WHAT YOU SHOULD DO:
The answer is to be all of the data below, reproduced exactly.

GIVEN RECORDS:
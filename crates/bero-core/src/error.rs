//! Error types for Bero operations.

use std::path::PathBuf;
use thiserror::Error;

/// Main error type for Bero.
#[derive(Error, Debug)]
pub enum Error {
    /// Malformed version literal.
    #[error("invalid version '{literal}'")]
    BadVersion {
        /// The offending literal.
        literal: String,
    },

    /// Malformed range literal.
    #[error("invalid version range '{literal}'")]
    BadRange {
        /// The offending literal.
        literal: String,
    },

    /// No version satisfies the requested range.
    #[error("no version of '{name}' satisfies '{range}'")]
    NoMatchingVersion {
        /// Package name.
        name: String,
        /// Requested range.
        range: String,
    },

    /// Package does not exist in the registry.
    #[error("package '{name}' not found in registry")]
    PackageNotFound {
        /// Package name.
        name: String,
    },

    /// Registry transport failure.
    #[error("registry unreachable: {0}")]
    RegistryUnreachable(String),

    /// Unparsable lock file.
    #[error("corrupt lock file at {path}: {message} (delete it to re-resolve)")]
    CorruptLock {
        /// Lock file path.
        path: PathBuf,
        /// Parse failure detail.
        message: String,
    },

    /// Tarball digest does not match the recorded shasum.
    #[error("shasum mismatch for '{name}': expected {expected}, got {actual}")]
    DigestMismatch {
        /// Package name.
        name: String,
        /// Expected hex digest.
        expected: String,
        /// Actual hex digest.
        actual: String,
    },

    /// Invalid project manifest.
    #[error("invalid manifest: {0}")]
    InvalidManifest(String),

    /// Archive extraction failure.
    #[error("archive error: {0}")]
    Archive(String),

    /// JSON error.
    #[error("json error: {0}")]
    Json(#[from] sonic_rs::Error),

    /// YAML error.
    #[error("yaml error: {0}")]
    Yaml(#[from] serde_yaml::Error),

    /// IO error.
    #[error("io error at {path}: {message}")]
    Io {
        /// File path.
        path: PathBuf,
        /// Error message.
        message: String,
    },
}

impl Error {
    /// Create an IO error with context.
    #[must_use]
    pub fn io(path: impl Into<PathBuf>, err: std::io::Error) -> Self {
        Self::Io {
            path: path.into(),
            message: err.to_string(),
        }
    }

    /// Create a `BadVersion` error.
    #[must_use]
    pub fn bad_version(literal: impl Into<String>) -> Self {
        Self::BadVersion {
            literal: literal.into(),
        }
    }

    /// Create a `BadRange` error.
    #[must_use]
    pub fn bad_range(literal: impl Into<String>) -> Self {
        Self::BadRange {
            literal: literal.into(),
        }
    }
}

/// Result type for Bero operations.
pub type Result<T> = std::result::Result<T, Error>;
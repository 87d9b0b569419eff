//! Bero CLI - a minimal npm-style package manager.
//!
//! `bero` installs a project's dependency graph into `node_modules/`,
//! records an exact lock in `bero-pm.yml`, and replays the lock on
//! subsequent runs.

#![deny(clippy::all)]
#![allow(clippy::module_name_repetitions)]

mod fetcher;
mod install;
mod output;

use clap::Parser;
use std::path::PathBuf;
use std::process::ExitCode;
use tracing::Level;
use tracing_subscriber::EnvFilter;
use url::Url;

/// Bero - install dependencies and record a reproducible lock
#[derive(Parser, Debug)]
#[command(name = "bero")]
#[command(author, version, about, long_about = None)]
pub struct Cli {
    /// Packages to add before resolving (`name` or `name@range`)
    pub packages: Vec<String>,

    /// Record added packages as development dependencies
    #[arg(short = 'D', long, alias = "dev")]
    pub save_dev: bool,

    /// Skip development dependencies
    #[arg(long)]
    pub production: bool,

    /// Registry URL (also honours BERO_REGISTRY)
    #[arg(long, env = "BERO_REGISTRY")]
    pub registry: Option<Url>,

    /// Project directory
    #[arg(short = 'd', long)]
    pub dir: Option<PathBuf>,

    /// Enable verbose output (-v, -vv for more)
    #[arg(short, long, action = clap::ArgAction::Count)]
    pub verbose: u8,

    /// Only print errors
    #[arg(short, long)]
    pub quiet: bool,
}

fn main() -> ExitCode {
    let cli = Cli::parse();

    let log_level = match cli.verbose {
        0 if cli.quiet => Level::ERROR,
        0 => Level::WARN,
        1 => Level::INFO,
        2 => Level::DEBUG,
        _ => Level::TRACE,
    };

    let filter = EnvFilter::builder()
        .with_default_directive(log_level.into())
        .from_env_lossy();

    tracing_subscriber::fmt()
        .with_env_filter(filter)
        .with_target(false)
        .without_time()
        .init();

    let runtime = match tokio::runtime::Builder::new_multi_thread()
        .enable_all()
        .build()
    {
        Ok(runtime) => runtime,
        Err(e) => {
            output::error(&format!("failed to create runtime: {e}"));
            return ExitCode::FAILURE;
        }
    };

    match runtime.block_on(install::run(&cli)) {
        Ok(()) => ExitCode::SUCCESS,
        Err(e) => {
            output::error(&format!("{e:#}"));
            ExitCode::FAILURE
        }
    }
}

#[cfg(test)]
mod tests {
    use super::*;

    #[test]
    fn parses_packages_and_flags() {
        let cli = Cli::parse_from(["bero", "left-pad@^1.3.0", "tape", "-D"]);
        assert_eq!(cli.packages, vec!["left-pad@^1.3.0", "tape"]);
        assert!(cli.save_dev);
        assert!(!cli.production);
    }

    #[test]
    fn parses_production() {
        let cli = Cli::parse_from(["bero", "--production"]);
        assert!(cli.packages.is_empty());
        assert!(cli.production);
    }
}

RESULT OF THE TASK:
filename crates/bero-core/src/error.rs
//! Error types for Bero operations.

use std::path::PathBuf;
use thiserror::Error;

/// Main error type for Bero.
#[derive(Error, Debug)]
pub enum Error {
    /// Malformed version literal.
    #[error("invalid version '{literal}'")]
    BadVersion {
        /// The offending literal.
        literal: String,
    },

    /// Malformed range literal.
    #[error("invalid version range '{literal}'")]
    BadRange {
        /// The offending literal.
        literal: String,
    },

    /// No version satisfies the requested range.
    #[error("no version of '{name}' satisfies '{range}'")]
    NoMatchingVersion {
        /// Package name.
        name: String,
        /// Requested range.
        range: String,
    },

    /// Package does not exist in the registry.
    #[error("package '{name}' not found in registry")]
    PackageNotFound {
        /// Package name.
        name: String,
    },

    /// Registry transport failure.
    #[error("registry unreachable: {0}")]
    RegistryUnreachable(String),

    /// Unparsable lock file.
    #[error("corrupt lock file at {path}: {message} (delete it to re-resolve)")]
    CorruptLock {
        /// Lock file path.
        path: PathBuf,
        /// Parse failure detail.
        message: String,
    },

    /// Tarball digest does not match the recorded shasum.
    #[error("shasum mismatch for '{name}': expected {expected}, got {actual}")]
    DigestMismatch {
        /// Package name.
        name: String,
        /// Expected hex digest.
        expected: String,
        /// Actual hex digest.
        actual: String,
    },

    /// Invalid project manifest.
    #[error("invalid manifest: {0}")]
    InvalidManifest(String),

    /// Archive extraction failure.
    #[error("archive error: {0}")]
    Archive(String),

    /// JSON error.
    #[error("json error: {0}")]
    Json(#[from] sonic_rs::Error),

    /// YAML error.
    #[error("yaml error: {0}")]
    Yaml(#[from] serde_yaml::Error),

    /// IO error.
    #[error("io error at {path}: {message}")]
    Io {
        /// File path.
        path: PathBuf,
        /// Error message.
        message: String,
    },
}

impl Error {
    /// Create an IO error with context.
    #[must_use]
    pub fn io(path: impl Into<PathBuf>, err: std::io::Error) -> Self {
        Self::Io {
            path: path.into(),
            message: err.to_string(),
        }
    }

    /// Create a `BadVersion` error.
    #[must_use]
    pub fn bad_version(literal: impl Into<String>) -> Self {
        Self::BadVersion {
            literal: literal.into(),
        }
    }

    /// Create a `BadRange` error.
    #[must_use]
    pub fn bad_range(literal: impl Into<String>) -> Self {
        Self::BadRange {
            literal: literal.into(),
        }
    }
}

/// Result type for Bero operations.
pub type Result<T> = std::result::Result<T, Error>;
repository 87d9b0b569419eff
//! Bero CLI - a minimal npm-style package manager.
//!
//! `bero` installs a project's dependency graph into `node_modules/`,
//! records an exact lock in `bero-pm.yml`, and replays the lock on
//! subsequent runs.

#![deny(clippy::all)]
#![allow(clippy::module_name_repetitions)]

mod fetcher;
mod install;
mod output;

use clap::Parser;
use std::path::PathBuf;
use std::process::ExitCode;
use tracing::Level;
use tracing_subscriber::EnvFilter;
use url::Url;

/// Bero - install dependencies and record a reproducible lock
#[derive(Parser, Debug)]
#[command(name = "bero")]
#[command(author, version, about, long_about = None)]
pub struct Cli {
    /// Packages to add before resolving (`name` or `name@range`)
    pub packages: Vec<String>,

    /// Record added packages as development dependencies
    #[arg(short = 'D', long, alias = "dev")]
    pub save_dev: bool,

    /// Skip development dependencies
    #[arg(long)]
    pub production: bool,

    /// Registry URL (also honours BERO_REGISTRY)
    #[arg(long, env = "BERO_REGISTRY")]
    pub registry: Option<Url>,

    /// Project directory
    #[arg(short = 'd', long)]
    pub dir: Option<PathBuf>,

    /// Enable verbose output (-v, -vv for more)
    #[arg(short, long, action = clap::ArgAction::Count)]
    pub verbose: u8,

    /// Only print errors
    #[arg(short, long)]
    pub quiet: bool,
}

fn main() -> ExitCode {
    let cli = Cli::parse();

    let log_level = match cli.verbose {
        0 if cli.quiet => Level::ERROR,
        0 => Level::WARN,
        1 => Level::INFO,
        2 => Level::DEBUG,
        _ => Level::TRACE,
    };

    let filter = EnvFilter::builder()
        .with_default_directive(log_level.into())
        .from_env_lossy();

    tracing_subscriber::fmt()
        .with_env_filter(filter)
        .with_target(false)
        .without_time()
        .init();

    let runtime = match tokio::runtime::Builder::new_multi_thread()
        .enable_all()
        .build()
    {
        Ok(runtime) => runtime,
        Err(e) => {
            output::error(&format!("failed to create runtime: {e}"));
            return ExitCode::FAILURE;
        }
    };

    match runtime.block_on(install::run(&cli)) {
        Ok(()) => ExitCode::SUCCESS,
        Err(e) => {
            output::error(&format!("{e:#}"));
            ExitCode::FAILURE
        }
    }
}

#[cfg(test)]
mod tests {
    use super::*;

    #[test]
    fn parses_packages_and_flags() {
        let cli = Cli::parse_from(["bero", "left-pad@^1.3.0", "tape", "-D"]);
        assert_eq!(cli.packages, vec!["left-pad@^1.3.0", "tape"]);
        assert!(cli.save_dev);
        assert!(!cli.production);
    }

    #[test]
    fn parses_production() {
        let cli = Cli::parse_from(["bero", "--production"]);
        assert!(cli.packages.is_empty());
        assert!(cli.production);
    }
}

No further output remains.